I'm suggesting competition between markets. In the end the providers who best serve the people who actually make and lose real money, not the pure speculators, will determine what rules they want to follow, and it won't be the crap rules that Goldman and such want.
That would work if:
1. People could actually control what markets their money got invested in. Last time I checked I had no control over where my pension is invested. If my company's pension fund is wiped out, that is a problem for me.
2. Governments actually let people lose their money when they make bad choices. However, because of #1 they really can't do this. Plus so many people make bad choices they couldn't even really let it happen even if it were completely voluntary.
When markets are "too big to fail" then they need to be regulated so that they don't fail.

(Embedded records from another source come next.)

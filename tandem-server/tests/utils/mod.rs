pub mod test_client;

pub use mock_signaling::*;
pub use signal_helpers::*;
pub use test_client::*;
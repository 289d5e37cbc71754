use std::time::Duration;
use tandem_core::IceServerConfig;
use tandem_core::utils::DEFAULT_STUN_ADDR;

#[derive(Debug, Clone)]
pub struct ClientConfig {
    /// Offer/answer must reach `Connected` within this window or the call is failed.
    pub negotiation_timeout: Duration,
    pub location_timeout: Duration,
    /// Oldest cached fix the location provider may return.
    pub location_max_age: Duration,
    /// Used until the relay announces its own list.
    pub ice_servers: Vec<IceServerConfig>,
    pub transport_event_queue: usize,
}

impl Default for ClientConfig {
    fn default() -> Self {
        Self {
            negotiation_timeout: Duration::from_secs(30),
            location_timeout: Duration::from_secs(15),
            location_max_age: Duration::from_secs(10),
            ice_servers: vec![IceServerConfig {
                urls: vec![DEFAULT_STUN_ADDR.to_string()],
                username: None,
                credential: None,
            }],
            transport_event_queue: 64,
        }
    }
}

I'm definitely a fan of minimal intrusion. I'd have taken much more market-based solutions to most of the financial crisis problems, such as splitting up large banks (more competition, nobody is too big to fail on their own), or making bailouts much more powerful (government eminent domains company, reorganizes with only an interest to the national economy and no care of shareholders, and they do everything they can to find a basis for suing every previous executive of the company, then in the end the company is IPOed to get it out of the government's hands, the government recoups all its costs first, and then if anything is left over it goes to previous debtholders followed by shareholders). Because of collective idiocy I still think that markets are going to need to be regulated.